_WHAT IS BEING ASKED_: Find each line below that includes "Shorthand", then copy it.

Dataset entries
= = = = =

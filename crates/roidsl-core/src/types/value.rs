//! Output document value types
//!
//! The `Value` enum is the tree shape every transpiler produces: primitives,
//! ordered lists, and string-keyed maps. It mirrors JSON, except that objects
//! preserve insertion order so repeated compilations serialize byte-identically.

use serde::de::{MapAccess, Visitor};
use serde::ser::{SerializeMap, SerializeSeq};
use serde::{Deserialize, Deserializer, Serialize, Serializer};
use std::fmt;

/// Output document value
#[derive(Debug, Clone, PartialEq)]
pub enum Value {
    /// Null value
    Null,
    /// Boolean value
    Bool(bool),
    /// Number value (f64 for simplicity, handles both int and float)
    Number(f64),
    /// String value
    String(String),
    /// Array of values
    Array(Vec<Value>),
    /// Object with insertion-ordered keys
    Object(Map),
}

impl Value {
    /// Shorthand for a string value
    pub fn string(s: impl Into<String>) -> Self {
        Value::String(s.into())
    }

    /// Shorthand for an object value built from an entry list
    pub fn object(entries: Vec<(&str, Value)>) -> Self {
        let mut map = Map::new();
        for (key, value) in entries {
            map.insert(key, value);
        }
        Value::Object(map)
    }

    /// Returns the object map if this is an object
    pub fn as_object(&self) -> Option<&Map> {
        match self {
            Value::Object(map) => Some(map),
            _ => None,
        }
    }

    /// Returns the array if this is an array
    pub fn as_array(&self) -> Option<&[Value]> {
        match self {
            Value::Array(items) => Some(items),
            _ => None,
        }
    }

    /// Returns the string if this is a string
    pub fn as_str(&self) -> Option<&str> {
        match self {
            Value::String(s) => Some(s),
            _ => None,
        }
    }

    /// Returns the number if this is a number
    pub fn as_number(&self) -> Option<f64> {
        match self {
            Value::Number(n) => Some(*n),
            _ => None,
        }
    }
}

impl From<f64> for Value {
    fn from(n: f64) -> Self {
        Value::Number(n)
    }
}

impl From<bool> for Value {
    fn from(b: bool) -> Self {
        Value::Bool(b)
    }
}

impl From<&str> for Value {
    fn from(s: &str) -> Self {
        Value::String(s.to_string())
    }
}

impl From<String> for Value {
    fn from(s: String) -> Self {
        Value::String(s)
    }
}

/// Insertion-ordered string-keyed map
///
/// Inserting an existing key replaces its value in place, keeping the key's
/// original position. Lookup is linear; output objects are small.
#[derive(Debug, Clone, PartialEq, Default)]
pub struct Map {
    entries: Vec<(String, Value)>,
}

impl Map {
    /// Create an empty map
    pub fn new() -> Self {
        Self::default()
    }

    /// Insert a key, replacing an existing entry in place
    pub fn insert(&mut self, key: impl Into<String>, value: Value) {
        let key = key.into();
        if let Some(entry) = self.entries.iter_mut().find(|(k, _)| *k == key) {
            entry.1 = value;
        } else {
            self.entries.push((key, value));
        }
    }

    /// Look up a key
    pub fn get(&self, key: &str) -> Option<&Value> {
        self.entries.iter().find(|(k, _)| k == key).map(|(_, v)| v)
    }

    /// Number of entries
    pub fn len(&self) -> usize {
        self.entries.len()
    }

    /// Whether the map is empty
    pub fn is_empty(&self) -> bool {
        self.entries.is_empty()
    }

    /// Iterate entries in insertion order
    pub fn iter(&self) -> impl Iterator<Item = (&str, &Value)> {
        self.entries.iter().map(|(k, v)| (k.as_str(), v))
    }

    /// Keys in insertion order
    pub fn keys(&self) -> impl Iterator<Item = &str> {
        self.entries.iter().map(|(k, _)| k.as_str())
    }
}

impl Serialize for Value {
    fn serialize<S: Serializer>(&self, serializer: S) -> Result<S::Ok, S::Error> {
        match self {
            Value::Null => serializer.serialize_unit(),
            Value::Bool(b) => serializer.serialize_bool(*b),
            Value::Number(n) => serializer.serialize_f64(*n),
            Value::String(s) => serializer.serialize_str(s),
            Value::Array(items) => {
                let mut seq = serializer.serialize_seq(Some(items.len()))?;
                for item in items {
                    seq.serialize_element(item)?;
                }
                seq.end()
            }
            Value::Object(map) => map.serialize(serializer),
        }
    }
}

impl Serialize for Map {
    fn serialize<S: Serializer>(&self, serializer: S) -> Result<S::Ok, S::Error> {
        let mut out = serializer.serialize_map(Some(self.entries.len()))?;
        for (key, value) in &self.entries {
            out.serialize_entry(key, value)?;
        }
        out.end()
    }
}

impl<'de> Deserialize<'de> for Value {
    fn deserialize<D: Deserializer<'de>>(deserializer: D) -> Result<Self, D::Error> {
        deserializer.deserialize_any(ValueVisitor)
    }
}

struct ValueVisitor;

impl<'de> Visitor<'de> for ValueVisitor {
    type Value = Value;

    fn expecting(&self, formatter: &mut fmt::Formatter) -> fmt::Result {
        formatter.write_str("a JSON-shaped value")
    }

    fn visit_unit<E>(self) -> Result<Value, E> {
        Ok(Value::Null)
    }

    fn visit_none<E>(self) -> Result<Value, E> {
        Ok(Value::Null)
    }

    fn visit_bool<E>(self, b: bool) -> Result<Value, E> {
        Ok(Value::Bool(b))
    }

    fn visit_i64<E>(self, n: i64) -> Result<Value, E> {
        Ok(Value::Number(n as f64))
    }

    fn visit_u64<E>(self, n: u64) -> Result<Value, E> {
        Ok(Value::Number(n as f64))
    }

    fn visit_f64<E>(self, n: f64) -> Result<Value, E> {
        Ok(Value::Number(n))
    }

    fn visit_str<E>(self, s: &str) -> Result<Value, E> {
        Ok(Value::String(s.to_string()))
    }

    fn visit_seq<A>(self, mut seq: A) -> Result<Value, A::Error>
    where
        A: serde::de::SeqAccess<'de>,
    {
        let mut items = Vec::new();
        while let Some(item) = seq.next_element()? {
            items.push(item);
        }
        Ok(Value::Array(items))
    }

    fn visit_map<A>(self, mut access: A) -> Result<Value, A::Error>
    where
        A: MapAccess<'de>,
    {
        let mut map = Map::new();
        while let Some((key, value)) = access.next_entry::<String, Value>()? {
            map.insert(key, value);
        }
        Ok(Value::Object(map))
    }
}

#[cfg(test)]
mod tests {
    use super::*;

    #[test]
    fn test_map_preserves_insertion_order() {
        let mut map = Map::new();
        map.insert("zeta", Value::Number(1.0));
        map.insert("alpha", Value::Number(2.0));
        map.insert("mid", Value::Number(3.0));

        let keys: Vec<&str> = map.keys().collect();
        assert_eq!(keys, vec!["zeta", "alpha", "mid"]);
    }

    #[test]
    fn test_map_insert_replaces_in_place() {
        let mut map = Map::new();
        map.insert("a", Value::Number(1.0));
        map.insert("b", Value::Number(2.0));
        map.insert("a", Value::Number(9.0));

        let keys: Vec<&str> = map.keys().collect();
        assert_eq!(keys, vec!["a", "b"]);
        assert_eq!(map.get("a"), Some(&Value::Number(9.0)));
    }

    #[test]
    fn test_serialize_keeps_key_order() {
        let value = Value::object(vec![
            ("z", Value::Number(1.0)),
            ("a", Value::string("x")),
            ("m", Value::Bool(true)),
        ]);

        let json = serde_json::to_string(&value).unwrap();
        assert_eq!(json, r#"{"z":1.0,"a":"x","m":true}"#);
    }

    #[test]
    fn test_serialize_nested_tree() {
        let value = Value::object(vec![
            (
                "items",
                Value::Array(vec![Value::string("one"), Value::Number(2.0)]),
            ),
            ("empty", Value::Null),
        ]);

        let json = serde_json::to_string(&value).unwrap();
        assert_eq!(json, r#"{"items":["one",2.0],"empty":null}"#);
    }

    #[test]
    fn test_deserialize_round_trip() {
        let value = Value::object(vec![
            ("name", Value::string("drift")),
            ("score", Value::Number(0.45)),
        ]);

        let json = serde_json::to_string(&value).unwrap();
        let back: Value = serde_json::from_str(&json).unwrap();
        assert_eq!(back, value);
    }

    #[test]
    fn test_accessors() {
        let value = Value::object(vec![("n", Value::Number(0.5))]);
        let map = value.as_object().unwrap();
        assert_eq!(map.get("n").and_then(Value::as_number), Some(0.5));
        assert!(map.get("missing").is_none());
    }
}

= = = = =

_OUTPUT_:
    /// Shorthand for a string value
    /// Shorthand for an object value built from an entry list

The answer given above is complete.